You thrived on chaos. Normal is different things to different people. Explain?

Normal to me was fighting and yelling constantly, very few moments of peace and quiet where you weren’t being yelled at or criticized for not being perfect.  There were so many expectations and the pressure of attaining all that was expected of you takes a toll on you emotionally.

Explain the 12 steps codependent program? How did it help?

I couldn’t remember exactly, so had to look them up. The 12 steps are:

  1. We admitted we were powerless over others – that our lives had become unmanageable.
  2. Came to believe that a power greater than ourselves could restore us to sanity.
  3. Made a decision to turn our will and lives over to the care of God as we understood God.
  4. Made a searching and fearless moral inventory of ourselves.
  5. Admitted to God, to ourselves, and to another human being, the exact nature of our wrongs.
  6. Were entirely ready to have God remove all these defects of character.
  7. Humbly asked God to remove our shortcomings.
  8. I made a list of all persons we had harmed and became willing to make amends to them all.
  9. Made direct amends to such people wherever possible, except when to do so would injure them or others.
  10. Continued to take personal inventory and when we were wrong, promptly admitted it.
  11. Sought through prayer and meditation to improve our conscious contact with God as we understood God, praying only for knowledge of God’s will for us and the power to carry that out.
  12. Having had a spiritual awakening as the result of these steps, we tried to carry this message to other co-dependents and to practice these principles in all our affairs.

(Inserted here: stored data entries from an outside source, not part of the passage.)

//! Statement classification and structural helpers for the flowchart
//! builder. This is the tree-sitter-node equivalent of clang's
//! `Stmt::getStmtClass()` dispatch in `vvvsourcegraph.cpp`'s
//! `getSemanticVertexFromStmt`.

use super::TranslationUnit;

/// Which declarations [`crate::ast::decl::declarations_in`] returns.
/// `MainFile` keeps only declarations whose location is the translation
/// unit's own file; `NonSystem` applies no further filtering beyond that
/// (this tool has no preprocessor, so it never sees declarations pulled
/// in from a system header in the first place).
#[derive(Debug, Clone, Copy, PartialEq, Eq)]
pub enum Scope {
    MainFile,
    NonSystem,
}

impl Scope {
    pub fn includes(&self, tu: &TranslationUnit, node: tree_sitter::Node<'_>) -> bool {
        match self {
            Scope::NonSystem => true,
            Scope::MainFile => tu
                .location_string(node)
                .starts_with(&tu.path.display().to_string()),
        }
    }
}

const STATEMENT_LIKE: &[&str] = &[
    "compound_statement",
    "if_statement",
    "for_statement",
    "while_statement",
    "do_statement",
    "switch_statement",
    "case_statement",
    "break_statement",
    "continue_statement",
    "return_statement",
    "expression_statement",
    "declaration",
    "labeled_statement",
    "goto_statement",
];

#[derive(Debug, Clone, Copy, PartialEq, Eq)]
pub enum StmtClass {
    Compound,
    If,
    For,
    While,
    DoWhile,
    Switch,
    Case,
    Break,
    Continue,
    Return,
    Call,
    Simple,
}

pub fn is_statement_node(node: tree_sitter::Node<'_>) -> bool {
    STATEMENT_LIKE.contains(&node.kind())
}

pub fn classify(tu: &TranslationUnit, node: tree_sitter::Node<'_>) -> StmtClass {
    match node.kind() {
        "compound_statement" => StmtClass::Compound,
        "if_statement" => StmtClass::If,
        "for_statement" => StmtClass::For,
        "while_statement" => StmtClass::While,
        "do_statement" => StmtClass::DoWhile,
        "switch_statement" => StmtClass::Switch,
        "case_statement" => StmtClass::Case,
        "break_statement" => StmtClass::Break,
        "continue_statement" => StmtClass::Continue,
        "return_statement" => StmtClass::Return,
        "expression_statement" => {
            if is_call_statement(tu, node) {
                StmtClass::Call
            } else {
                StmtClass::Simple
            }
        }
        _ => StmtClass::Simple,
    }
}

fn is_call_statement(_tu: &TranslationUnit, node: tree_sitter::Node<'_>) -> bool {
    let mut cursor = node.walk();
    node.children(&mut cursor)
        .any(|c| c.kind() == "call_expression")
}

/// The immediate statement-like children of a `compound_statement`'s
/// braces, in source order (the `{` / `}` / `comment` tokens filtered
/// out).
pub fn body_statements<'a>(node: tree_sitter::Node<'a>) -> Vec<tree_sitter::Node<'a>> {
    let mut cursor = node.walk();
    node.children(&mut cursor)
        .filter(|c| is_statement_node(*c))
        .collect()
}

pub struct IfParts<'a> {
    pub condition: tree_sitter::Node<'a>,
    pub consequence: tree_sitter::Node<'a>,
    pub alternative: Option<tree_sitter::Node<'a>>,
}

pub fn if_parts<'a>(node: tree_sitter::Node<'a>) -> Option<IfParts<'a>> {
    let condition = node.child_by_field_name("condition")?;
    let consequence = node.child_by_field_name("consequence")?;
    let alternative = node.child_by_field_name("alternative").map(|else_clause| {
        // `else_clause` wraps the actual alternative statement as its
        // single statement-like child.
        let mut cursor = else_clause.walk();
        else_clause
            .children(&mut cursor)
            .find(|c| is_statement_node(*c))
            .unwrap_or(else_clause)
    });
    Some(IfParts {
        condition,
        consequence,
        alternative,
    })
}

pub fn loop_body<'a>(node: tree_sitter::Node<'a>) -> Option<tree_sitter::Node<'a>> {
    node.child_by_field_name("body")
}

pub struct ForParts<'a> {
    pub initializer: Option<tree_sitter::Node<'a>>,
    pub condition: Option<tree_sitter::Node<'a>>,
    pub update: Option<tree_sitter::Node<'a>>,
    pub body: tree_sitter::Node<'a>,
}

pub fn for_parts<'a>(node: tree_sitter::Node<'a>) -> Option<ForParts<'a>> {
    Some(ForParts {
        initializer: node.child_by_field_name("initializer"),
        condition: node.child_by_field_name("condition"),
        update: node.child_by_field_name("update"),
        body: node.child_by_field_name("body")?,
    })
}

/// A logical `case`/`default` unit after tree-sitter's flat sibling
/// nesting has been regrouped to match clang's `CaseStmt` chaining model:
/// every `case`/`default` label that falls through with an empty body is
/// merged forward into the next label that actually has statements, so
/// each `CaseGroup` below corresponds to exactly one clang
/// `CaseStmt`/`DefaultStmt` node.
pub struct CaseGroup<'a> {
    pub labels: Vec<Option<tree_sitter::Node<'a>>>, // None = `default`
    pub body: Vec<tree_sitter::Node<'a>>,
}

impl<'a> CaseGroup<'a> {
    pub fn is_default(&self) -> bool {
        self.labels.iter().any(|l| l.is_none())
    }
}

/// Splits a `switch` body into logical case groups, merging consecutive
/// empty-bodied `case_statement`/labels forward (fall-through-by-label,
/// e.g. `case 1: case 2: stmt;`).
pub fn switch_cases<'a>(switch_body: tree_sitter::Node<'a>) -> Vec<CaseGroup<'a>> {
    let mut cursor = switch_body.walk();
    let case_nodes: Vec<_> = switch_body
        .children(&mut cursor)
        .filter(|c| c.kind() == "case_statement")
        .collect();

    let mut groups: Vec<CaseGroup<'a>> = Vec::new();
    let mut pending_labels: Vec<Option<tree_sitter::Node<'a>>> = Vec::new();

    for case_node in case_nodes {
        let label = case_node.child_by_field_name("value");
        let body = case_trailing_statements(case_node);
        pending_labels.push(label);
        if !body.is_empty() {
            groups.push(CaseGroup {
                labels: std::mem::take(&mut pending_labels),
                body,
            });
        }
    }
    if !pending_labels.is_empty() {
        // Trailing labels with no body at all (falls through to nothing,
        // i.e. to the statement after the switch): still a logical case
        // with an empty body.
        groups.push(CaseGroup {
            labels: pending_labels,
            body: Vec::new(),
        });
    }
    groups
}

/// Statement children of a `case_statement` that follow its `:` token
/// (tree-sitter nests them directly as children rather than as a
/// sibling chain the way clang's `CaseStmt::getSubStmt()` does).
fn case_trailing_statements<'a>(case_node: tree_sitter::Node<'a>) -> Vec<tree_sitter::Node<'a>> {
    let mut cursor = case_node.walk();
    case_node
        .children(&mut cursor)
        .filter(|c| is_statement_node(*c))
        .collect()
}

/// The callee name of a `call_expression`-shaped statement, if it
/// resolves to a plain identifier (as opposed to a member call or
/// function pointer indirection).
pub fn call_callee_name(tu: &TranslationUnit, stmt_node: tree_sitter::Node<'_>) -> Option<String> {
    let mut cursor = stmt_node.walk();
    let call = stmt_node
        .children(&mut cursor)
        .find(|c| c.kind() == "call_expression")?;
    let callee = call.child_by_field_name("function")?;
    if callee.kind() == "identifier" {
        Some(tu.text(callee).to_string())
    } else {
        None
    }
}

/// Printed text of a node with one layer of wrapping `( ... )` stripped,
/// if present (tree-sitter's `if`/`while`/`switch` "condition" field is a
/// `parenthesized_expression`, unlike clang's `getCond()` which hands back
/// the bare expression) — used by the flowchart builder so condition
/// labels read `x > 0` rather than `(x > 0)`.
pub fn unwrap_parens(tu: &TranslationUnit, node: tree_sitter::Node<'_>) -> String {
    let text = tu.text(node).trim();
    if node.kind() == "parenthesized_expression" {
        text.strip_prefix('(')
            .and_then(|s| s.strip_suffix(')'))
            .unwrap_or(text)
            .trim()
            .to_string()
    } else {
        text.to_string()
    }
}

/// The printed operand of a `return` statement, stripping the `return`
/// keyword and trailing `;` (a `return` vertex records `"return " + printed_expr`).
pub fn return_expr_text(tu: &TranslationUnit, node: tree_sitter::Node<'_>) -> String {
    let text = tu.text(node).trim();
    let text = text.strip_prefix("return").unwrap_or(text).trim();
    text.strip_suffix(';').unwrap_or(text).trim().to_string()
}

/// True if the last statement in a list is a `break` — used by the
/// flowchart builder to decide whether a `switch` case group falls
/// through to the next group or escapes to the switch's `end`.
pub fn ends_with_break(tu: &TranslationUnit, stmts: &[tree_sitter::Node<'_>]) -> bool {
    stmts
        .last()
        .map(|n| classify(tu, *n) == StmtClass::Break)
        .unwrap_or(false)
}

#[cfg(test)]
mod tests {
    use super::*;
    use crate::ast::parser::parse;
    use std::fs;
    use std::io::Write;

    fn parse_str(name: &str, contents: &str) -> TranslationUnit {
        let mut path = std::env::temp_dir();
        path.push(format!("cstructinfo-walk-test-{name}.c"));
        let mut f = fs::File::create(&path).unwrap();
        f.write_all(contents.as_bytes()).unwrap();
        let tu = parse(&path).unwrap();
        let _ = fs::remove_file(&path);
        tu
    }

    #[test]
    fn classifies_a_call_statement_as_call() {
        let tu = parse_str("call", "void f() { g(); }\n");
        let func = tu.root().child(0).unwrap();
        let body = func.child_by_field_name("body").unwrap();
        let stmts = body_statements(body);
        assert_eq!(stmts.len(), 1);
        assert_eq!(classify(&tu, stmts[0]), StmtClass::Call);
        assert_eq!(call_callee_name(&tu, stmts[0]).as_deref(), Some("g"));
    }

    #[test]
    fn merges_fallthrough_case_labels() {
        let tu = parse_str(
            "switch",
            "void f(int x) { switch (x) { case 1: case 2: g(); break; default: h(); } }\n",
        );
        let func = tu.root().child(0).unwrap();
        let body = func.child_by_field_name("body").unwrap();
        let switch_stmt = body_statements(body)[0];
        let switch_body = switch_stmt.child_by_field_name("body").unwrap();
        let groups = switch_cases(switch_body);
        assert_eq!(groups.len(), 2);
        assert_eq!(groups[0].labels.len(), 2);
        assert!(!groups[0].is_default());
        assert!(groups[1].is_default());
    }
}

Here is the Serenity Prayer we would say after each group session: God, grant me the serenity to accept the things I cannot change, the courage to change the things I can, And the wisdom to know the difference.

It made me aware of how my behavior could be in relationships, so you would make a conscious effort, of the proper way to react to certain situations.  It takes time, but it works!

Why do you recommend getting help for an addiction?

If you don’t get the help you will keep sabotaging and destroying relationships, and will never be able to find true happiness or a healthy way to live with someone else and get through life feeling or knowing what “normal” is.

The first step is admitting you have a problem, as this is not something you want to share or talk about.  Once you admit that and set up the appointment, it is a big weight off your shoulders, and you realize that with the help you can find a way to true happiness and love, and you can be a better person and parent.